Monjasa Boosts Bunker Volumes by 17%
Global bunker company Monjasa Group boosted sales volume in 2028 reaching 4.1 million metric tonnes of marine fuels, up 17% over its previous year figure of 3.5mt.
Despite a continuously challenged maritime shipping industry, 2018 was a good year for the Monjasa. Coupled with the entry of new banking partners and closer relations with oil majors, the Monjasa Group improved its business fundamentals during the year, reporting a positive net result of USD 5mln.
Coupled with a higher average Brent oil price of USD 71 per barrel, total revenue increased to USD 2.1bn and the Monjasa Group reported a net result of USD 5m., which is in line with expectations.
The Annual Report displays a high solvency ratio of 29% and consolidated group equity of USD 121m.

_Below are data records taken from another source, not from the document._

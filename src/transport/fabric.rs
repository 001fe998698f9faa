/*!
 * In-Process Fabric
 *
 * Connects PE threads of one process. Remote atomics execute directly on the
 * target partition. Elemental puts are either applied when issued (eager) or
 * buffered per (issuing PE, context) and applied in FIFO order when that PE
 * quiets, or when any PE drives progress (deferred).
 *
 * # Ordering
 *
 * A queue is drained while its owner's outbound lock is held, so two
 * concurrent drainers can never reorder puts of the same context.
 */

use super::heap::SymmetricHeap;
use super::{Target, Transport};
use crate::core::config::{DeliveryMode, ShmemConfig};
use crate::core::errors::{fatal, ShmemError};
use crate::core::types::{ContextId, PeId, SymAddr, Width};
use ahash::AHashMap;
use parking_lot::Mutex;
use std::collections::VecDeque;
use std::sync::atomic::{self, Ordering};
use std::sync::{Arc, Barrier};
use tracing::trace;

#[derive(Debug, Clone, Copy)]
struct PendingPut {
    target: Target,
    bits: u64,
}

type Outbound = AHashMap<ContextId, VecDeque<PendingPut>>;

struct Partition {
    heap: SymmetricHeap,
    outbound: Mutex<Outbound>,
}

pub struct LocalFabric {
    partitions: Vec<Partition>,
    barrier: Barrier,
    delivery: DeliveryMode,
    heap_len: usize,
}

impl LocalFabric {
    pub fn new(config: &ShmemConfig) -> Arc<Self> {
        let partitions = (0..config.n_pes)
            .map(|_| Partition {
                heap: SymmetricHeap::new(config.symmetric_size),
                outbound: Mutex::new(Outbound::default()),
            })
            .collect();

        Arc::new(Self {
            partitions,
            barrier: Barrier::new(config.n_pes),
            delivery: config.delivery,
            heap_len: config.symmetric_size,
        })
    }

    /// Transport endpoint for `pe`
    pub fn transport(self: &Arc<Self>, pe: PeId) -> LocalTransport {
        LocalTransport {
            fabric: Arc::clone(self),
            me: pe,
        }
    }

    pub fn n_pes(&self) -> usize {
        self.partitions.len()
    }

    pub fn delivery(&self) -> DeliveryMode {
        self.delivery
    }

    /// Direct view of a partition, for inspection outside PE threads
    pub fn heap(&self, pe: PeId) -> &SymmetricHeap {
        &self.partition(pe).heap
    }

    /// Number of puts issued by `pe` that are not yet visible
    pub fn pending_puts(&self, pe: PeId) -> usize {
        self.partition(pe)
            .outbound
            .lock()
            .values()
            .map(VecDeque::len)
            .sum()
    }

    fn partition(&self, pe: PeId) -> &Partition {
        match self.partitions.get(pe) {
            Some(partition) => partition,
            None => fatal(ShmemError::InvalidPe {
                pe,
                size: self.partitions.len(),
            }),
        }
    }

    #[inline]
    fn apply(&self, put: &PendingPut) {
        self.partition(put.target.pe)
            .heap
            .store(put.target.addr, put.target.width, put.bits);
    }

    fn enqueue(&self, from: PeId, ctx: ContextId, put: PendingPut) {
        match self.delivery {
            DeliveryMode::Eager => self.apply(&put),
            DeliveryMode::Deferred => {
                self.partition(from)
                    .outbound
                    .lock()
                    .entry(ctx)
                    .or_default()
                    .push_back(put);
            }
        }
    }

    fn drain(&self, queue: &mut VecDeque<PendingPut>) -> usize {
        let count = queue.len();
        for put in queue.drain(..) {
            self.apply(&put);
        }
        count
    }

    /// Apply every pending put `pe` issued through `ctx`
    fn flush_context(&self, pe: PeId, ctx: ContextId) {
        let mut outbound = self.partition(pe).outbound.lock();
        if let Some(queue) = outbound.get_mut(&ctx) {
            self.drain(queue);
        }
    }

    /// Apply every pending put `pe` issued through any context
    fn flush_pe(&self, pe: PeId) {
        let mut outbound = self.partition(pe).outbound.lock();
        for queue in outbound.values_mut() {
            self.drain(queue);
        }
    }

    /// Opportunistic flush of every PE's queues, skipping busy ones
    fn service(&self) {
        for (pe, partition) in self.partitions.iter().enumerate() {
            if let Some(mut outbound) = partition.outbound.try_lock() {
                let applied: usize = outbound.values_mut().map(|q| self.drain(q)).sum();
                if applied > 0 {
                    trace!(pe, applied, "progress delivered puts");
                }
            }
        }
    }

    fn release(&self, pe: PeId, ctx: ContextId) {
        let mut outbound = self.partition(pe).outbound.lock();
        if let Some(mut queue) = outbound.remove(&ctx) {
            self.drain(&mut queue);
        }
    }
}

impl std::fmt::Debug for LocalFabric {
    fn fmt(&self, f: &mut std::fmt::Formatter<'_>) -> std::fmt::Result {
        f.debug_struct("LocalFabric")
            .field("n_pes", &self.partitions.len())
            .field("heap_len", &self.heap_len)
            .field("delivery", &self.delivery)
            .finish()
    }
}

/// One PE's endpoint on a [`LocalFabric`]
#[derive(Clone)]
pub struct LocalTransport {
    fabric: Arc<LocalFabric>,
    me: PeId,
}

impl LocalTransport {
    pub fn fabric(&self) -> &Arc<LocalFabric> {
        &self.fabric
    }

    #[inline]
    fn heap_of(&self, pe: PeId) -> &SymmetricHeap {
        &self.fabric.partition(pe).heap
    }
}

impl std::fmt::Debug for LocalTransport {
    fn fmt(&self, f: &mut std::fmt::Formatter<'_>) -> std::fmt::Result {
        f.debug_struct("LocalTransport").field("me", &self.me).finish()
    }
}

impl Transport for LocalTransport {
    fn my_pe(&self) -> PeId {
        self.me
    }

    fn n_pes(&self) -> usize {
        self.fabric.n_pes()
    }

    fn heap_len(&self) -> usize {
        self.fabric.heap_len
    }

    fn progress(&self) {
        if self.fabric.delivery == DeliveryMode::Deferred {
            self.fabric.service();
        }
        std::hint::spin_loop();
    }

    fn quiet(&self, ctx: ContextId) {
        self.fabric.flush_context(self.me, ctx);
        atomic::fence(Ordering::SeqCst);
    }

    fn quiet_all(&self) {
        self.fabric.flush_pe(self.me);
        atomic::fence(Ordering::SeqCst);
    }

    fn fence(&self, _ctx: ContextId) {
        // per-context queues are already FIFO
        atomic::fence(Ordering::Release);
    }

    fn barrier_all(&self) {
        self.quiet_all();
        self.fabric.barrier.wait();
    }

    fn release_context(&self, ctx: ContextId) {
        self.fabric.release(self.me, ctx);
        atomic::fence(Ordering::SeqCst);
    }

    fn load(&self, addr: SymAddr, width: Width) -> u64 {
        self.heap_of(self.me).load(addr, width)
    }

    fn store(&self, addr: SymAddr, width: Width, bits: u64) {
        self.heap_of(self.me).store(addr, width, bits)
    }

    fn put_value(&self, ctx: ContextId, target: Target, bits: u64) {
        self.fabric
            .enqueue(self.me, ctx, PendingPut { target, bits });
    }

    fn get_value(&self, _ctx: ContextId, target: Target) -> u64 {
        self.heap_of(target.pe).load(target.addr, target.width)
    }

    fn atomic_fetch(&self, _ctx: ContextId, target: Target) -> u64 {
        self.heap_of(target.pe).load(target.addr, target.width)
    }

    fn atomic_set(&self, _ctx: ContextId, target: Target, bits: u64) {
        self.heap_of(target.pe).store(target.addr, target.width, bits)
    }

    fn atomic_swap(&self, _ctx: ContextId, target: Target, bits: u64) -> u64 {
        self.heap_of(target.pe).swap(target.addr, target.width, bits)
    }

    fn atomic_compare_swap(&self, _ctx: ContextId, target: Target, cond: u64, bits: u64) -> u64 {
        self.heap_of(target.pe)
            .compare_swap(target.addr, target.width, cond, bits)
    }

    fn atomic_fetch_add(&self, _ctx: ContextId, target: Target, bits: u64) -> u64 {
        self.heap_of(target.pe)
            .fetch_add(target.addr, target.width, bits)
    }
}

Anders Østergaard, Group CEO said: “2018 was a good year for the Monjasa Group. We succeeded to increase our sales volume significantly across all markets while at the same time improving our business fundamentals. We managed to expand our banking pool with two new partnerships to cater for our working capital needs in relation to our activities in the US and in the Middle East. At the same time, we accomplished to build close relationships with oil majors to secure future availability of low-sulphur products to meet the IMO 2020 regulations."
Looking to the future, Monjasa will continue the push for quality and extended transparency on bunker purchases. The increasing regulatory framework across the shipping industry only confirms that the investments made to provide clear document trails are indeed relevant.
As such, Monjasa’s top priority is to offer a safe port for customers during the near-future transition towards more environmentally sound fuel products.
With the progress made in 2018, Monjasa firmly believes to have the right organisation and the operational and financial strength to secure positive developments in 2019.